Tuesday, November 18, 2008

It could be worse

There's a book up for auction this week. It was written in 1770 by Thomas Berdmore. Never heard of him? He was the dentist to King George III. This is likely the first ever English textbook on dentistry. Personally, I find Berdmore's insights to be priceless! Here's a few gems, from this article:

He writes of a 23-year-old woman left in a “terrible state” by a “barber dentist”.

“She went to a barber dentist to have the leftmolaris tooth of the upper jaw on the right side taken out,” he says.

“On second attempt he brought away the affected tooth together with a piece of jawbone as big as a walnut and three neighbouring molars.”

He says the “barber dentist” embarked on the ill-fated extraction because he was “uneasy at disappointment”.
Ha ha! I would also consider myself "uneasy at disappointment" but I'd like to think I'll stop before ripping out half of your maxilla!

Berdmore also possessed a rudimentary understanding of orthodontics, instructing fellow dentists (and barber-dentists) to "Pass gold wire from the neighbouring teeth on either side in such a manner as to press upon what stands out of the line." Either that, or you could try to “break the teeth into order by means of a strong pair of crooked pliers”.

He also observed that sugar and smoking were harmful, and that for this reason peasants suffered less dental disease than their noble counterparts.

Anyway, I just wanted to pass this along as a reminder that dentistry has come a long way and you really don't have a lot to be afraid of (relatively speaking).

Thursday, November 6, 2008

Cowboy, Ninja, Bear

Something's been on my mind the last couple of days. Amidst all the political change we've just experienced and in a week when I've had 4 mock board exams (and one more tomorrow) as well as a couple big school events in the evenings, you'd wouldn't expect me to be thinking about this - but I think Hemingway* said it best when he penned the words, "Eventually, everyone needs to write about ninjas." For me, this time is now.

You see, anyone who knows me well is probably aware of the fact that I'm obsessed with ninjas. The seeds were planted in my childhood when, like every other boy at the time, I was a huge TMNT fan. Years and years later as I was enjoying my last real summer (the one right before dental school) my roommates and I invested in some ninja suits and spent several evenings at the secret ninja training grounds perfecting our art.

Today I read about a promising children's book that is supposed to promote equality and diversity. As I recently discussed, there are good ways and there are bad ways to go about teaching diversity. This book, called "Ninja, Cowboy, Bear" seems like a good way. In addition to celebrating the differences between the three creatures, it teaches a new game - basically paper-rock-scissors but more intense. (If you've ever wanted to play paper-rock-scissors online, click here - hours of fun).
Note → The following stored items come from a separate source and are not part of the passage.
use std::sync::{Arc, Mutex};

use async_trait::async_trait;
use tracing::debug;

use cadence_core::{traits::Transport, SchedulerError, SchedulerResult};

use super::composite::{CompositeTransport, MemberSelection};

/// 轮询：在故障转移的基础上，每完成 `quantum` 次成功调用就把起始成员后移一位
pub type RoundRobinTransport = CompositeTransport<Rotation>;

pub const DEFAULT_QUANTUM: usize = 2;

#[derive(Debug, Default, Clone, Copy)]
struct RotationState {
    start: usize,
    served: usize,
}

#[derive(Debug)]
pub struct Rotation {
    quantum: usize,
    state: Mutex<RotationState>,
}

impl Rotation {
    fn current(&self) -> RotationState {
        *self.state.lock().unwrap_or_else(|poisoned| poisoned.into_inner())
    }
}

#[async_trait]
impl MemberSelection for Rotation {
    fn name(&self) -> &str {
        "roundrobin"
    }

    async fn order(&self, members: &[Arc<dyn Transport>]) -> Vec<Arc<dyn Transport>> {
        let mut ordered = members.to_vec();
        if !ordered.is_empty() {
            let start = self.current().start % ordered.len();
            ordered.rotate_left(start);
        }
        ordered
    }

    fn record_success(&self, members: usize) {
        let mut state = self.state.lock().unwrap_or_else(|poisoned| poisoned.into_inner());
        state.served += 1;
        if state.served >= self.quantum && members > 0 {
            state.start = (state.start + 1) % members;
            state.served = 0;
            debug!("轮询传输层起始成员切换为 #{}", state.start);
        }
    }
}

impl CompositeTransport<Rotation> {
    pub fn new(transports: Vec<Arc<dyn Transport>>, quantum: usize) -> SchedulerResult<Self> {
        if quantum == 0 {
            return Err(SchedulerError::InvalidArgument(
                "轮询传输层的 quantum 必须大于 0".to_string(),
            ));
        }
        Ok(Self::from_parts(
            transports,
            Rotation {
                quantum,
                state: Mutex::new(RotationState::default()),
            },
        ))
    }

    pub fn quantum(&self) -> usize {
        self.selection().quantum
    }

    /// 当前排在第一位的成员下标
    pub fn current_start(&self) -> usize {
        self.selection().current().start
    }
}
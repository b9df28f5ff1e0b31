//! 生命周期事件
//!
//! 调度器与 Worker 在关键节点发布的事件，由外部监听者消费（日志、指标等）。

use chrono::{DateTime, Utc};
use serde::{Deserialize, Serialize};

use crate::models::{FailedTask, Output, Task};

#[derive(Debug, Clone, Serialize, Deserialize)]
#[serde(tag = "event", rename_all = "snake_case")]
pub enum SchedulerEvent {
    TaskScheduled {
        task: Task,
        occurred_at: DateTime<Utc>,
    },
    TaskUnscheduled {
        task_name: String,
        occurred_at: DateTime<Utc>,
    },
    TaskExecuting {
        task: Task,
        occurred_at: DateTime<Utc>,
    },
    TaskExecuted {
        task: Task,
        output: Output,
        occurred_at: DateTime<Utc>,
    },
    TaskFailed {
        failed: FailedTask,
        occurred_at: DateTime<Utc>,
    },
    SchedulerRebooted {
        task_names: Vec<String>,
        occurred_at: DateTime<Utc>,
    },
    WorkerStarted {
        occurred_at: DateTime<Utc>,
    },
    WorkerRunning {
        idle: bool,
        occurred_at: DateTime<Utc>,
    },
    WorkerSleeping {
        sleep_seconds: u64,
        occurred_at: DateTime<Utc>,
    },
    WorkerForked {
        forked_from: String,
        occurred_at: DateTime<Utc>,
    },
    WorkerRestarted {
        occurred_at: DateTime<Utc>,
    },
    WorkerStopped {
        executed_tasks: usize,
        occurred_at: DateTime<Utc>,
    },
}

impl SchedulerEvent {
    pub fn task_scheduled(task: &Task) -> Self {
        Self::TaskScheduled {
            task: task.clone(),
            occurred_at: Utc::now(),
        }
    }

    pub fn task_unscheduled(task_name: &str) -> Self {
        Self::TaskUnscheduled {
            task_name: task_name.to_string(),
            occurred_at: Utc::now(),
        }
    }

    pub fn task_executing(task: &Task) -> Self {
        Self::TaskExecuting {
            task: task.clone(),
            occurred_at: Utc::now(),
        }
    }

    pub fn task_executed(task: &Task, output: &Output) -> Self {
        Self::TaskExecuted {
            task: task.clone(),
            output: output.clone(),
            occurred_at: Utc::now(),
        }
    }

    pub fn task_failed(failed: &FailedTask) -> Self {
        Self::TaskFailed {
            failed: failed.clone(),
            occurred_at: Utc::now(),
        }
    }

    pub fn worker_started() -> Self {
        Self::WorkerStarted {
            occurred_at: Utc::now(),
        }
    }

    pub fn worker_stopped(executed_tasks: usize) -> Self {
        Self::WorkerStopped {
            executed_tasks,
            occurred_at: Utc::now(),
        }
    }

    pub fn event_type(&self) -> &str {
        match self {
            SchedulerEvent::TaskScheduled { .. } => "TaskScheduled",
            SchedulerEvent::TaskUnscheduled { .. } => "TaskUnscheduled",
            SchedulerEvent::TaskExecuting { .. } => "TaskExecuting",
            SchedulerEvent::TaskExecuted { .. } => "TaskExecuted",
            SchedulerEvent::TaskFailed { .. } => "TaskFailed",
            SchedulerEvent::SchedulerRebooted { .. } => "SchedulerRebooted",
            SchedulerEvent::WorkerStarted { .. } => "WorkerStarted",
            SchedulerEvent::WorkerRunning { .. } => "WorkerRunning",
            SchedulerEvent::WorkerSleeping { .. } => "WorkerSleeping",
            SchedulerEvent::WorkerForked { .. } => "WorkerForked",
            SchedulerEvent::WorkerRestarted { .. } => "WorkerRestarted",
            SchedulerEvent::WorkerStopped { .. } => "WorkerStopped",
        }
    }

    pub fn occurred_at(&self) -> DateTime<Utc> {
        match self {
            SchedulerEvent::TaskScheduled { occurred_at, .. }
            | SchedulerEvent::TaskUnscheduled { occurred_at, .. }
            | SchedulerEvent::TaskExecuting { occurred_at, .. }
            | SchedulerEvent::TaskExecuted { occurred_at, .. }
            | SchedulerEvent::TaskFailed { occurred_at, .. }
            | SchedulerEvent::SchedulerRebooted { occurred_at, .. }
            | SchedulerEvent::WorkerStarted { occurred_at }
            | SchedulerEvent::WorkerRunning { occurred_at, .. }
            | SchedulerEvent::WorkerSleeping { occurred_at, .. }
            | SchedulerEvent::WorkerForked { occurred_at, .. }
            | SchedulerEvent::WorkerRestarted { occurred_at }
            | SchedulerEvent::WorkerStopped { occurred_at, .. } => *occurred_at,
        }
    }

    /// 事件关联的任务名称（Worker 事件没有）
    pub fn task_name(&self) -> Option<&str> {
        match self {
            SchedulerEvent::TaskScheduled { task, .. }
            | SchedulerEvent::TaskExecuting { task, .. }
            | SchedulerEvent::TaskExecuted { task, .. } => Some(task.name()),
            SchedulerEvent::TaskUnscheduled { task_name, .. } => Some(task_name),
            SchedulerEvent::TaskFailed { failed, .. } => Some(failed.task().name()),
            _ => None,
        }
    }
}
However, there is one key flaw in the game, and subsequently the book. See if you pick up on it:

Did you catch the mistake? Go check again if you missed it. Here it is - somebody accidentally wrote "Bear beats Ninja" - can you believe it? Don't they have editors there?

I mean lets think about it for a second. Ninjas can beat cowboys - Ok, I don't think anyone can argue this one. The only possible exception might be John Wayne vs. a half of a ninja and only in the daytime.

Cowboy vs. Bear? I think this one could go either way. It probably depends on the conditions, weapons, age of cowboy, etc. Incidentally, if you ever find yourself in the position of the cowboy facing a real bear and you happen to have access to the internet and need advice, click here.

Ninja vs. Bear. We shouldn't even be talking about this. First of all, how is a bear ever going to find the ninja? Can you find the ninjas?

Keep trying. So far I've only found 2 ninjas and what might be a ninja's foot. How is a bear supposed to find them? The only way a ninja and bear would ever square off is if the ninja wanted it to happen, and in that case he would stealthily make his kill and hide the carcass so nobody would ever know about it.

Lastly, I want to share a news story my brother shared with me last year. It's from the Onion News Network, which is a lot like CNN or MSNBC but they do a lot more fact-checking so their stories are more reliable.** This story takes place in Modesto, CA, which (in case you forgot) is also home to the Nuts.

Ninja Parade Slips Through Town Unnoticed Once Again

*Not Earnest Hemingway, but my imaginary friend, Dussa Hemingway.
**That's not true.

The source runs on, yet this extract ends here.